What Are Sorting Algorithms? How Do They Work?

One of the most important things we should pay attention to when writing code is the time (time) and space (space) complexity of the code we write.. Although we do not pay attention to small-scale projects, we need to pay attention to these in projects consisting of thousands, tens of thousands, maybe even hundreds of thousands of lines of code.. There are some algorithms currently being used for this.. Binary Search, which we mentioned in one of our previous articles, is an example of these.. When searching for an element in a sorted array, we can directly compare all the elements of the array with the element we are looking for.. But in directories with too many elements, this will make our system quite difficult.. That’s why we use Binary Search. So how do we make a directory sorted? Sorting algorithms come to our aid in this regard..

Before we go over the examples, let’s define the directory we will sort through in Python.

arr = [22,54,11,2,87,63,102,41,10,66]

In this way 10 we have an elemented and unordered list. Now let’s sort this index with popular sorting algorithms.

Selection Sort :

Selection Sort is actually one click away from other sorting algorithms in terms of performance. even though it is weak, it helps us in difficult situations. This algorithm, which is very simple to implement, assumes that the first element of the array is the smallest element.. Then it compares this element with other elements one by one. If the element it is comparing is smaller, it takes it as the smallest value and now compares the other elements with it instead of the first element.. When it reaches the end of the array, it writes the smallest element to the beginning of the array.. Then do this 2. It starts from the element and finds the smallest value of 2. puts it in order and repeats this process until the last element of the array.. The encoding part of Selection Sort is as follows :

for i in range(len(arr)): enKucukIdx = i for j in range(i+1,len(arr)): if arr[j] < arr [enSmallIdx]: enSmallIdx = j arr[i],arr[enSmallIdx] = arr[enSmallIdx], arr[i]

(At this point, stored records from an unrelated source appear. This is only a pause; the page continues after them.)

//! End-to-end flow over the in-memory reference ledger
//!
//! Exercises the full lifecycle the way a session would drive it:
//! propose → index grows → counterparty accepts → authenticated decrypt
//! reveals the bumped score.

use aura_core::codec::ReferenceCodec;
use aura_core::ledger::{Ledger, MemoryLedger};
use aura_core::registry::INDEX_KEY;
use aura_core::signer::{LocalSigner, Signer};
use aura_core::types::MatchStatus;
use matching::{Config, DecryptSession, MatchEngine, MatchStats};
use std::sync::Arc;

fn init_tracing() {
    let _ = tracing_subscriber::fmt()
        .with_env_filter("info")
        .with_test_writer()
        .try_init();
}

fn fast_config() -> Config {
    let mut config = Config::default();
    config.session.decrypt_latency_ms = 0;
    config.session.session_key_bytes = 32;
    config
}

#[tokio::test]
async fn test_propose_accept_decrypt_flow() {
    init_tracing();

    let ledger = Arc::new(MemoryLedger::new());
    let signer = Arc::new(LocalSigner::from_seed(&[11u8; 32]));
    let engine = MatchEngine::new(ledger.clone(), signer.clone(), fast_config());

    // Propose with two interests and a known pre-accept score
    let id = engine
        .propose_with_scores(vec!["Web3".to_string(), "Art".to_string()], 320.0, 50.0)
        .await
        .unwrap();

    // Index gained exactly one entry
    let index: Vec<String> =
        serde_json::from_slice(&ledger.get_data(INDEX_KEY).await.unwrap()).unwrap();
    assert_eq!(index.len(), 1);
    assert_eq!(index[0], id.as_str());

    // Fresh snapshot is pending with the proposed interests
    let record = engine.registry().get_one(&id).await.unwrap();
    assert_eq!(record.status, MatchStatus::Pending);
    assert_eq!(record.interests, vec!["Web3", "Art"]);

    // Counterparty accepts
    let accepted = engine.verify_match(&id).await.unwrap();
    assert_eq!(accepted.status, MatchStatus::Matched);

    // Authenticated decrypt reveals the 1.10x acceptance bump
    let mut session = DecryptSession::initialize(
        ledger.as_ref(),
        signer,
        Arc::new(ReferenceCodec),
        &fast_config(),
    )
    .await
    .unwrap();

    let revealed = session.decrypt_compatibility(&accepted).await.unwrap();
    assert!((revealed - 55.0).abs() < 1e-9);

    // Hide is a view action only; decrypting again is deterministic
    session.hide(&accepted.id);
    let again = session.decrypt_compatibility(&accepted).await.unwrap();
    assert_eq!(revealed, again);
}

#[tokio::test]
async fn test_view_survives_partial_corruption() {
    init_tracing();

    let ledger = Arc::new(MemoryLedger::new());
    let signer = Arc::new(LocalSigner::from_seed(&[12u8; 32]));
    let engine = MatchEngine::new(ledger.clone(), signer, fast_config());

    let keep = engine.propose(vec!["Music".to_string()]).await.unwrap();
    let corrupt = engine.propose(vec!["Food".to_string()]).await.unwrap();

    // Someone else scribbled over one record
    ledger
        .set_data(&format!("match_{}", corrupt), b"%%garbage%%".to_vec())
        .await
        .unwrap();

    let view = engine.load_matches().await.unwrap();
    assert_eq!(view.len(), 1);
    assert_eq!(view[0].id, keep);

    let stats = MatchStats::from_records(&view);
    assert_eq!(stats.total, 1);
    assert_eq!(stats.pending, 1);
}

#[tokio::test]
async fn test_two_sessions_share_one_ledger() {
    init_tracing();

    let ledger = Arc::new(MemoryLedger::new());
    let alice = Arc::new(LocalSigner::from_seed(&[21u8; 32]));
    let bob = Arc::new(LocalSigner::from_seed(&[22u8; 32]));

    let alice_engine = MatchEngine::new(ledger.clone(), alice.clone(), fast_config());
    let bob_engine = MatchEngine::new(ledger.clone(), bob.clone(), fast_config());

    let alice_match = alice_engine.propose(vec!["Gaming".to_string()]).await.unwrap();
    let bob_match = bob_engine.propose(vec!["Tech".to_string()]).await.unwrap();

    // Both appends survived sequential proposals
    let view = alice_engine.load_matches().await.unwrap();
    assert_eq!(view.len(), 2);

    // Bob cannot accept Alice's match, only his own
    assert!(bob_engine.verify_match(&alice_match).await.is_err());
    let accepted = bob_engine.verify_match(&bob_match).await.unwrap();
    assert_eq!(accepted.status, MatchStatus::Matched);

    // Alice's view reflects Bob's acceptance on the shared ledger
    let view = alice_engine.load_matches().await.unwrap();
    let stats = MatchStats::from_records(&view);
    assert_eq!(stats.matched, 1);
    assert_eq!(stats.pending, 1);

    // Identities stay distinct
    assert_ne!(
        alice.identity().unwrap().as_str(),
        bob.identity().unwrap().as_str()
    );
}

Selection Sort time complexity :

  • Best Case (En good case) : O(n²)
  • Worst Case : O(n²)
  • Average Case: O(n²)

Bubble Sort:

Bubble Sort, also known as bubble sorting algorithm. Perhaps the easiest to implement and grasp is the sorting algorithm. Bubble Sort compares the elements in our array binary by pair and swaps them out if the left element is greater than the right. Repeats this until the end of the list.

for i in range(len(arr)-1): for j in range(0,len(arr)-i-1): if arr[j] > arr[j+ 1]: arr[j], arr[j+1] = arr[j+1],arr[j]

As you can see, we can sort our index with a short code snippet. The time complexity of Bubble Sort is :

  • Best Case : O(n)
  • Worst Case : O(n²)
  • Average Case : O(n²)

Insertion Sort :

Again, we are examining a sorting algorithm that is not very difficult to implement.. Insertion starts from the second element of the array and goes towards the end.. It keeps the element it is looking at at a value and compares it until it finds the smallest element from that element to the beginning of the array.. As seen in the example above, when the algorithm grabs an element, it compares and compares it to the left..

Many people sort their cards with the Insertion Sort logic in card games.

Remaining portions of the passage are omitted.